Die Zürcher Wissenschafterin Birgit Christensen schreibt dazu in der neuesten Ausgabe des Juristenmagazins «Plädoyer»: «Mit der neuen Regelung ist die Organspende nicht mehr eine Gabe, der die Spender im Einzelfall aus freien Stücken zustimmen, sondern Normalität.» Nach gegenwärtiger Rechtslage aber sei jeder medizinische Eingriff ohne Einwilligung des Patienten «eine Verletzung der verfassungsmässig garantierten körperlichen Integrität». Das Selbstbestimmungsrecht über den eigenen Körper gelte über den Tod hinaus. Im Bereich der Transplantationschirurgie will der Bundesrat nun in diesem Bereich eine Ausnahme statuieren.
«Selbstbestimmung unterlaufen»
Auch Andrea Büchler, Zürcher Rechtsprofessorin und Präsidentin der Nationalen Ethikkommission, kritisiert den Gesetzesvorschlag des Bundesrates: Schweigen sei keine Zustimmung. «Ein Mensch kann nur dann einen autonomen Entscheid in dieser fundamentalen Frage treffen, wenn er ausreichend informiert wurde und Zeit gehabt hat, darüber nachzudenken.» Die geplante Regelung unterlaufe das Selbstbestimmungsrecht als grundlegendes Prinzip.

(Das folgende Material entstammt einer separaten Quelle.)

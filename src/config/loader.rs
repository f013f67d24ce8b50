//! Config struct and loading logic.
//!
//! Priority (highest to lowest):
//! 1. CLI flags
//! 2. Environment variables
//! 3. `.prlens.toml` in the working directory
//! 4. `~/.config/prlens/config.toml` (global defaults)
//! 5. Built-in defaults

use serde::{Deserialize, Serialize};
use std::path::{Path, PathBuf};
use thiserror::Error;

use crate::constants;
use crate::env::Env;
use crate::models::ProviderName;

/// Errors during config loading.
#[derive(Error, Debug)]
pub enum ConfigError {
    #[error("failed to read config file {path}: {source}")]
    ReadFile {
        path: PathBuf,
        source: std::io::Error,
    },

    #[error("failed to parse config file {path}: {source}")]
    ParseFile {
        path: PathBuf,
        source: toml::de::Error,
    },
}

/// Top-level configuration.
#[derive(Debug, Clone, Default, Serialize, Deserialize)]
#[serde(default)]
pub struct Config {
    pub server: ServerConfig,
    pub github: GithubConfig,
    pub rules: RulesConfig,
    pub summary: SummaryConfig,
}

/// HTTP server configuration.
#[derive(Debug, Clone, Serialize, Deserialize)]
#[serde(default)]
pub struct ServerConfig {
    /// Socket address for `prlens serve`.
    pub bind: String,
}

impl Default for ServerConfig {
    fn default() -> Self {
        Self {
            bind: constants::DEFAULT_BIND.to_string(),
        }
    }
}

/// GitHub API client configuration.
#[derive(Clone, Serialize, Deserialize)]
#[serde(default)]
pub struct GithubConfig {
    /// Personal access token. Unauthenticated requests work for public
    /// repositories but hit a much lower rate limit.
    pub token: Option<String>,
    /// API root, overridable for GitHub Enterprise installs.
    pub api_url: String,
    /// Per-request timeout in seconds.
    pub timeout_secs: u64,
}

impl std::fmt::Debug for GithubConfig {
    fn fmt(&self, f: &mut std::fmt::Formatter<'_>) -> std::fmt::Result {
        f.debug_struct("GithubConfig")
            .field("token", &self.token.as_ref().map(|_| "[REDACTED]"))
            .field("api_url", &self.api_url)
            .field("timeout_secs", &self.timeout_secs)
            .finish()
    }
}

impl Default for GithubConfig {
    fn default() -> Self {
        Self {
            token: None,
            api_url: constants::GITHUB_API_URL.to_string(),
            timeout_secs: 30,
        }
    }
}

/// Tunable heuristic constants.
///
/// These adjust rule sensitivity without changing the algorithm's shape.
#[derive(Debug, Clone, Serialize, Deserialize)]
#[serde(default)]
pub struct RulesConfig {
    /// Branch-keyword count above which a hunk is flagged as complex.
    pub complexity_threshold: usize,
    /// Maximum line length before a style violation is raised.
    pub max_line_length: usize,
    /// How many added lines after a definition may hold its docstring.
    pub docstring_lookahead: usize,
    /// Additional secret regexes merged with the built-in patterns.
    pub extra_secret_patterns: Vec<String>,
}

impl Default for RulesConfig {
    fn default() -> Self {
        Self {
            complexity_threshold: 10,
            max_line_length: 120,
            docstring_lookahead: 3,
            extra_secret_patterns: Vec::new(),
        }
    }
}

/// LLM summarizer configuration. Disabled by default; the templated
/// summary is always available as fallback.
#[derive(Clone, Serialize, Deserialize)]
#[serde(default)]
pub struct SummaryConfig {
    pub enabled: bool,
    pub provider: ProviderName,
    pub model: String,
    pub api_key: Option<String>,
    pub base_url: Option<String>,
}

impl std::fmt::Debug for SummaryConfig {
    fn fmt(&self, f: &mut std::fmt::Formatter<'_>) -> std::fmt::Result {
        f.debug_struct("SummaryConfig")
            .field("enabled", &self.enabled)
            .field("provider", &self.provider)
            .field("model", &self.model)
            .field("api_key", &self.api_key.as_ref().map(|_| "[REDACTED]"))
            .field("base_url", &self.base_url)
            .finish()
    }
}

impl Default for SummaryConfig {
    fn default() -> Self {
        Self {
            enabled: false,
            provider: ProviderName::Anthropic,
            model: "claude-sonnet-4-20250514".to_string(),
            api_key: None,
            base_url: None,
        }
    }
}

impl Config {
    /// Load configuration with proper layering.
    ///
    /// Reads from global config, local config, then applies environment
    /// variable overrides.
    pub fn load(local_dir: Option<&Path>, env: &Env) -> Result<Self, ConfigError> {
        let mut config = Config::default();

        // Layer 4: global config
        if let Some(global_path) = Self::global_config_path() {
            if global_path.exists() {
                let global = Self::load_file(&global_path)?;
                config.merge(global);
            }
        }

        // Layer 3: local config
        if let Some(dir) = local_dir {
            let local_path = dir.join(constants::CONFIG_FILENAME);
            if local_path.exists() {
                let local = Self::load_file(&local_path)?;
                config.merge(local);
            }
        }

        // Layer 2: environment variables
        config.apply_env_vars(env);

        Ok(config)
    }

    /// Load a config from a specific file.
    fn load_file(path: &Path) -> Result<Self, ConfigError> {
        let content = std::fs::read_to_string(path).map_err(|e| ConfigError::ReadFile {
            path: path.to_path_buf(),
            source: e,
        })?;
        toml::from_str(&content).map_err(|e| ConfigError::ParseFile {
            path: path.to_path_buf(),
            source: e,
        })
    }

    /// Get the global config file path.
    fn global_config_path() -> Option<PathBuf> {
        dirs::config_dir().map(|d| d.join(constants::CONFIG_DIR).join("config.toml"))
    }

    /// Merge another config into this one (other takes precedence for
    /// non-default values).
    fn merge(&mut self, other: Config) {
        // Server settings
        if other.server.bind != ServerConfig::default().bind {
            self.server.bind = other.server.bind;
        }

        // GitHub settings
        let default_github = GithubConfig::default();
        if other.github.token.is_some() {
            self.github.token = other.github.token;
        }
        if other.github.api_url != default_github.api_url {
            self.github.api_url = other.github.api_url;
        }
        if other.github.timeout_secs != default_github.timeout_secs {
            self.github.timeout_secs = other.github.timeout_secs;
        }

        // Rule tunables
        let default_rules = RulesConfig::default();
        if other.rules.complexity_threshold != default_rules.complexity_threshold {
            self.rules.complexity_threshold = other.rules.complexity_threshold;
        }
        if other.rules.max_line_length != default_rules.max_line_length {
            self.rules.max_line_length = other.rules.max_line_length;
        }
        if other.rules.docstring_lookahead != default_rules.docstring_lookahead {
            self.rules.docstring_lookahead = other.rules.docstring_lookahead;
        }
        if !other.rules.extra_secret_patterns.is_empty() {
            self.rules.extra_secret_patterns = other.rules.extra_secret_patterns;
        }

        // Summarizer settings
        let default_summary = SummaryConfig::default();
        if other.summary.enabled {
            self.summary.enabled = true;
        }
        if other.summary.provider != default_summary.provider {
            self.summary.provider = other.summary.provider;
        }
        if other.summary.model != default_summary.model {
            self.summary.model = other.summary.model;
        }
        if other.summary.api_key.is_some() {
            self.summary.api_key = other.summary.api_key;
        }
        if other.summary.base_url.is_some() {
            self.summary.base_url = other.summary.base_url;
        }
    }

    /// Apply environment variable overrides.
    fn apply_env_vars(&mut self, env: &Env) {
        if let Ok(val) = env.var(constants::ENV_BIND) {
            self.server.bind = val;
        }
        if let Ok(val) = env.var(constants::ENV_GITHUB_TOKEN) {
            self.github.token = Some(val);
        }
        if let Ok(val) = env.var(constants::ENV_GITHUB_API_URL) {
            self.github.api_url = val;
        }

        if let Ok(val) = env.var(constants::ENV_SUMMARY_ENABLED) {
            match val.to_lowercase().as_str() {
                "true" | "1" | "yes" | "on" => self.summary.enabled = true,
                "false" | "0" | "no" | "off" => self.summary.enabled = false,
                _ => tracing::warn!(
                    "ignoring invalid {} value: {val}",
                    constants::ENV_SUMMARY_ENABLED
                ),
            }
        }
        if let Ok(val) = env.var(constants::ENV_SUMMARY_PROVIDER) {
            if let Ok(name) = val.parse::<ProviderName>() {
                self.summary.provider = name;
            } else {
                tracing::warn!(
                    "ignoring invalid {} value: {val}",
                    constants::ENV_SUMMARY_PROVIDER
                );
            }
        }
        if let Ok(val) = env.var(constants::ENV_SUMMARY_MODEL) {
            self.summary.model = val;
        }
        if let Ok(val) = env.var(constants::ENV_SUMMARY_BASE_URL) {
            self.summary.base_url = Some(val);
        }

        // Provider-specific API key resolution
        let api_key = env
            .var(constants::ENV_SUMMARY_API_KEY)
            .or_else(|_| env.var(self.summary.provider.api_key_env_var()))
            .ok();
        if api_key.is_some() {
            self.summary.api_key = api_key;
        }
    }
}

Entnahme bei Hirntoten umstritten
Organentnahmen sind nur zulässig, wenn ein Mensch bereits mit dem Hirntod für tot erklärt wird. «Das Hirntodkriterium ist in der Fachwelt aber seit Jahren höchst umstritten», sagt Wissenschafterin Christensen. Sie kritisiert, dass die Bevölkerung darüber ungenügend aufgeklärt werde. Hirntote Menschen würden intensivmedizinisch am Leben erhalten, sie atmen, ihr Herz schlägt. Der Tod des Körpers tritt erst mit der Organentnahme ein. Organe von Leichen dürfen und können nicht transplantiert werden. Die Organspende- Kampagne von Swisstransplant, der Stiftung für Organspende und Transplantation, sowie des Bundesamts für Gesundheit würden diese Problematik ausblenden, stellt Christensen fest. Die Kampagne argumentiere mit der «Solidarität» der Spender. Die Gruppe «Ärzte und Pflegefachpersonen gegen Organspende am Lebensende» forderte wiederholt vergeblich eine öffentliche Diskussion über die Hirntodproblematik.
Stattdessen wird nun am 20. September die kleine Kammer des Parlaments entscheiden, ob «die Selbstbestimmung der Bürgerinnen und Bürger in einem entscheidenden Punkt untergraben wird», wie der Zürcher Professor Thomas Gächter kürzlich in einem Beitrag auf dem Portal «Jusletter» schrieb.
Stimmt der Ständerat der neuen Regelung zu, wird sie eingeführt. Ohne Diskussion und Zustimmung der davon betroffenen Bevölkerung – falls dagegen kein Referendum zustande kommt.